Figure 1 shows how the transparent TDM is applied to a conventional CMOS image sensor. Briefly, a clear material forms a diffraction grating over the microlens array. This has a minimal impact on both the properties of the microlenses and the color filter array (CFA). Through refraction and filtering of light before it reaches the pixel photodiodes in the active silicon, the microlenses and CFA strongly influence the spectral response and color accuracy. The TDM design is optimized to be compatible with these essential micro-optical structures of the original 2D CMOS image sensor.
TDM design overview
The physics underlying the TDM is diffraction from a phase grating. Thus, the TDM is a transparent structure rather than a lossy mask and does not rely on opaque, lithographically patterned features. As such, a TDM can be added to any existing image-sensor design through a small number of postprocessing steps.

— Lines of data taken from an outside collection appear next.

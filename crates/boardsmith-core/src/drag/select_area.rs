use super::{DragOperation, DragStart};
use crate::editor::Editor;
use crate::element::ElementId;
use crate::input::PointerInput;
use crate::selection::SelectionModel;
use kurbo::{Point, Rect};

/// Rubber-band selection on the base layer.
#[derive(Debug, Default)]
pub struct DragSelectAreaOperation {
    origin: Point,
}

impl DragSelectAreaOperation {
    pub fn new() -> Self {
        Self::default()
    }

    /// Representatives of base layer elements with a bounding box corner inside `area`.
    fn touched(editor: &Editor, area: Rect) -> Vec<ElementId> {
        let scene = &editor.scene;
        let base = editor.canvas.base_root();
        let mut found = Vec::new();
        for id in scene.descendants(base).into_iter().skip(1) {
            let Some(rep) = scene.selectable_of(id) else {
                continue;
            };
            if found.contains(&rep) {
                continue;
            }
            let gbox = scene.gbox(rep);
            let corners = [
                Point::new(gbox.x0, gbox.y0),
                Point::new(gbox.x1, gbox.y0),
                Point::new(gbox.x0, gbox.y1),
                Point::new(gbox.x1, gbox.y1),
            ];
            if corners.iter().any(|&corner| area.contains(corner)) {
                found.push(rep);
            }
        }
        found
    }
}

impl DragOperation for DragSelectAreaOperation {
    fn do_drag_start(&mut self, editor: &mut Editor, _element: ElementId, start: &DragStart) {
        self.origin = start.point;
        editor.canvas.prepare_glass_for_drag_start(&mut editor.scene);
        editor
            .canvas
            .set_rubber_band(Some(Rect::from_points(start.point, start.point)));
    }

    fn do_drag_move(&mut self, editor: &mut Editor, _element: ElementId, point: Point, _input: &PointerInput) {
        editor
            .canvas
            .set_rubber_band(Some(Rect::from_points(self.origin, point)));
    }

    fn do_drop(&mut self, editor: &mut Editor, _element: ElementId, point: Point, input: &PointerInput) {
        let area = Rect::from_points(self.origin, point);
        if !input.modifiers.toggles_selection() {
            editor.selection.unselect_all(&mut editor.scene);
        }
        let touched = Self::touched(editor, area);
        log::debug!("area select: {} elements in {:?}", touched.len(), area);
        for id in touched {
            editor.selection.select(&mut editor.scene, id);
        }
        editor.canvas.clear_glass(&mut editor.scene);
    }

    fn do_click(&mut self, editor: &mut Editor, _element: ElementId, _point: Point, input: &PointerInput) {
        if !input.modifiers.toggles_selection() {
            editor.selection.unselect_all(&mut editor.scene);
        }
    }

    fn do_abort(&mut self, editor: &mut Editor, _element: ElementId) {
        editor.canvas.clear_glass(&mut editor.scene);
    }
}

#[cfg(test)]
mod tests {
    use super::*;
    use crate::element::{Element, Selectability};
    use crate::input::Modifiers;

    fn square(editor: &mut Editor, at: Point) -> ElementId {
        editor
            .insert_on_board(Element::new("square", Rect::new(0.0, 0.0, 10.0, 10.0)).at(at))
            .unwrap()
    }

    #[test]
    fn test_rubber_band_selects_touched_elements() {
        let mut editor = Editor::default();
        let inside = square(&mut editor, Point::new(20.0, 20.0));
        let overlapping = square(&mut editor, Point::new(45.0, 45.0));
        let outside = square(&mut editor, Point::new(200.0, 200.0));

        editor.pointer_down(PointerInput::new(Point::new(10.0, 10.0)));
        editor.pointer_move(PointerInput::new(Point::new(30.0, 30.0)));
        assert_eq!(editor.canvas.rubber_band(), Some(Rect::new(10.0, 10.0, 30.0, 30.0)));
        editor.pointer_up(PointerInput::new(Point::new(50.0, 50.0)));

        assert!(editor.selection.is_selected(&editor.scene, inside));
        assert!(editor.selection.is_selected(&editor.scene, overlapping));
        assert!(!editor.selection.is_selected(&editor.scene, outside));
        assert_eq!(editor.canvas.rubber_band(), None);
    }

    #[test]
    fn test_modifier_extends_selection() {
        let mut editor = Editor::default();
        let first = square(&mut editor, Point::new(100.0, 100.0));
        let second = square(&mut editor, Point::new(20.0, 20.0));
        editor.selection.select(&mut editor.scene, first);
        let shift = Modifiers {
            shift: true,
            ..Modifiers::default()
        };

        editor.pointer_down(PointerInput::new(Point::new(10.0, 10.0)).with_modifiers(shift));
        editor.pointer_up(PointerInput::new(Point::new(40.0, 40.0)).with_modifiers(shift));

        assert_eq!(editor.selection.selected(), &[first, second]);
    }

    #[test]
    fn test_parts_select_their_owner() {
        let mut editor = Editor::default();
        let boxed = editor
            .insert_on_board(Element::container("box", Rect::new(0.0, 0.0, 100.0, 100.0)).at(Point::new(300.0, 300.0)))
            .unwrap();
        let lid = editor.scene.insert(
            Element::new("lid", Rect::new(0.0, 0.0, 10.0, 10.0))
                .at(Point::new(5.0, 5.0))
                .selectable(Selectability::Owner),
        );
        editor.scene.add(boxed, lid).unwrap();

        editor.pointer_down(PointerInput::new(Point::new(250.0, 250.0)));
        editor.pointer_up(PointerInput::new(Point::new(320.0, 320.0)));

        assert_eq!(editor.selection.selected(), &[boxed]);
    }

    #[test]
    fn test_click_on_empty_board_clears_selection() {
        let mut editor = Editor::default();
        let piece = square(&mut editor, Point::new(100.0, 100.0));
        editor.selection.select(&mut editor.scene, piece);

        editor.pointer_down(PointerInput::new(Point::new(10.0, 10.0)));
        editor.pointer_up(PointerInput::new(Point::new(10.0, 10.0)));

        assert!(editor.selection.is_empty());
    }
}
//! JSON scripts of pointer and keyboard input replayed through an editor.
//!
//! A script is a JSON array of steps:
//!
//! ```json
//! [
//!   { "step": "pointer", "event": { "type": "down", "position": { "x": 40.0, "y": 40.0 } } },
//!   { "step": "pointer", "event": { "type": "up", "position": { "x": 90.0, "y": 60.0 } } },
//!   { "step": "key", "key": "Z", "ctrl": true },
//!   { "step": "command", "command": "redo" }
//! ]
//! ```

use crate::error::{AppError, AppResult};
use crate::shortcuts::{Command, ShortcutRegistry};
use boardsmith_core::{Editor, PointerEvent};
use serde::{Deserialize, Serialize};
use std::path::Path;

/// One scripted input.
#[derive(Debug, Clone, PartialEq, Serialize, Deserialize)]
#[serde(tag = "step", rename_all = "snake_case")]
pub enum Step {
    Pointer {
        event: PointerEvent,
    },
    /// A key press resolved through the shortcut registry.
    Key {
        key: String,
        #[serde(default)]
        ctrl: bool,
        #[serde(default)]
        shift: bool,
    },
    Command {
        command: Command,
    },
}

#[derive(Debug, Clone, Default, PartialEq, Serialize, Deserialize)]
#[serde(transparent)]
pub struct Script {
    pub steps: Vec<Step>,
}

impl Script {
    pub fn from_json(json: &str) -> AppResult<Self> {
        Ok(serde_json::from_str(json)?)
    }

    pub fn load(path: impl AsRef<Path>) -> AppResult<Self> {
        let json = std::fs::read_to_string(path)?;
        Self::from_json(&json)
    }

    pub fn len(&self) -> usize {
        self.steps.len()
    }

    pub fn is_empty(&self) -> bool {
        self.steps.is_empty()
    }

    /// Feed every step to `editor`, stopping at the first failing one.
    pub fn run(&self, editor: &mut Editor) -> AppResult<()> {
        for (index, step) in self.steps.iter().enumerate() {
            log::debug!("step {}: {:?}", index, step);
            run_step(editor, step)?;
        }
        Ok(())
    }
}

fn run_step(editor: &mut Editor, step: &Step) -> AppResult<()> {
    match step {
        Step::Pointer { event } => {
            editor.handle_pointer_event(event.clone());
            Ok(())
        }
        Step::Key { key, ctrl, shift } => {
            let command = ShortcutRegistry::find(key, *ctrl, *shift).ok_or_else(|| {
                let mut name = String::new();
                if *ctrl {
                    name.push_str("Ctrl+");
                }
                if *shift {
                    name.push_str("Shift+");
                }
                name.push_str(key);
                AppError::UnknownShortcut(name)
            })?;
            run_command(editor, command)
        }
        Step::Command { command } => run_command(editor, *command),
    }
}

/// Execute one editor command.
pub fn run_command(editor: &mut Editor, command: Command) -> AppResult<()> {
    match command {
        Command::Undo => {
            if !editor.undo() {
                log::debug!("nothing to undo");
            }
        }
        Command::Redo => {
            if !editor.redo() {
                log::debug!("nothing to redo");
            }
        }
        Command::Group => {
            if let Some(group) = editor.group_selected() {
                log::info!("created group {}", group);
            }
        }
        Command::Ungroup => {
            let members = editor.ungroup_selected();
            log::info!("ungrouped into {} units", members.len());
        }
        Command::Copy => {
            let copied = editor.copy();
            log::info!("copied {} elements", copied);
        }
        Command::Paste => {
            let pasted = editor.paste()?;
            log::info!("pasted {} elements", pasted.len());
        }
        Command::Delete => {
            let deleted = editor.delete_selected()?;
            log::info!("deleted {} elements", deleted);
        }
        Command::Abort => editor.abort_gesture(),
    }
    Ok(())
}

#[cfg(test)]
mod tests {
    use super::*;
    use boardsmith_core::{Element, SelectionModel};
    use kurbo::{Point, Rect};
    use std::io::Write;

    const DRAG_AND_UNDO: &str = r#"[
        { "step": "pointer", "event": { "type": "down", "position": { "x": 5.0, "y": 5.0 } } },
        { "step": "pointer", "event": { "type": "move", "position": { "x": 25.0, "y": 15.0 } } },
        { "step": "pointer", "event": { "type": "up", "position": { "x": 45.0, "y": 25.0 } } },
        { "step": "key", "key": "Z", "ctrl": true }
    ]"#;

    fn editor_with_piece() -> (Editor, boardsmith_core::ElementId) {
        let mut editor = Editor::default();
        let piece = editor
            .insert_on_board(
                Element::new("piece", Rect::new(0.0, 0.0, 10.0, 10.0))
                    .moveable(true)
                    .with_drag(boardsmith_core::factory(boardsmith_core::drag::DragMoveOperation::new)),
            )
            .unwrap();
        (editor, piece)
    }

    #[test]
    fn test_parse_steps() {
        let script = Script::from_json(DRAG_AND_UNDO).unwrap();
        assert_eq!(script.len(), 4);
        assert_eq!(
            script.steps[3],
            Step::Key {
                key: "Z".to_string(),
                ctrl: true,
                shift: false,
            }
        );
    }

    #[test]
    fn test_load_from_file() {
        let mut file = tempfile::NamedTempFile::new().unwrap();
        write!(file, r#"[{{ "step": "command", "command": "paste" }}]"#).unwrap();

        let script = Script::load(file.path()).unwrap();
        assert_eq!(
            script.steps,
            vec![Step::Command {
                command: Command::Paste
            }]
        );
    }

    #[test]
    fn test_invalid_script() {
        assert!(matches!(
            Script::from_json(r#"[{ "step": "dance" }]"#),
            Err(AppError::Script(_))
        ));
        assert!(matches!(Script::load("/nonexistent/script.json"), Err(AppError::Io(_))));
    }

    #[test]
    fn test_run_drag_then_undo() {
        let (mut editor, piece) = editor_with_piece();
        let script = Script::from_json(DRAG_AND_UNDO).unwrap();

        Script {
            steps: script.steps[..3].to_vec(),
        }
        .run(&mut editor)
        .unwrap();
        assert_eq!(editor.scene.get(piece).unwrap().position(), Point::new(40.0, 20.0));
        assert!(editor.selection.is_selected(&editor.scene, piece));

        run_step(&mut editor, &script.steps[3]).unwrap();
        assert_eq!(editor.scene.get(piece).unwrap().position(), Point::ZERO);
    }

    #[test]
    fn test_unknown_shortcut_stops_script() {
        let (mut editor, _) = editor_with_piece();
        let script = Script::from_json(r#"[{ "step": "key", "key": "Q", "ctrl": true }]"#).unwrap();

        let err = script.run(&mut editor).unwrap_err();
        assert!(matches!(err, AppError::UnknownShortcut(ref name) if name == "Ctrl+Q"));
    }

    #[test]
    fn test_copy_paste_commands() {
        let (mut editor, piece) = editor_with_piece();
        editor.selection.select(&mut editor.scene, piece);

        run_command(&mut editor, Command::Copy).unwrap();
        run_command(&mut editor, Command::Paste).unwrap();
        assert_eq!(editor.scene.children(editor.canvas.base_root()).len(), 2);

        run_command(&mut editor, Command::Delete).unwrap();
        assert_eq!(editor.scene.children(editor.canvas.base_root()).len(), 1);
    }
}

Because it is typically only a few microns thick, a TDM can normally be added to an image sensor without requiring changes to the lens or other camera-module components. However, as with any image sensor, it remains important to select a compatible lens in terms of numerical aperture (NA), chief-ray angle (CRA), and alignment tolerancing.
Through the process of diffraction, the TDM is designed to encode phase/direction information into the light intensity distribution. This normally “hidden” degree of freedom contains information about the depth of the light-emitting source. The directional information is extracted by the TDM using a process based on the near-field optics phenomenon of Fresnel diffraction. Specifically, the light field generated by a periodic structure such as a diffraction grating is described by the self-imaging phenomenon known as the Talbot effect. This is a phenomenon in which both the phase and intensity of the light form fractal-like diffraction patterns in the vicinity of the grating.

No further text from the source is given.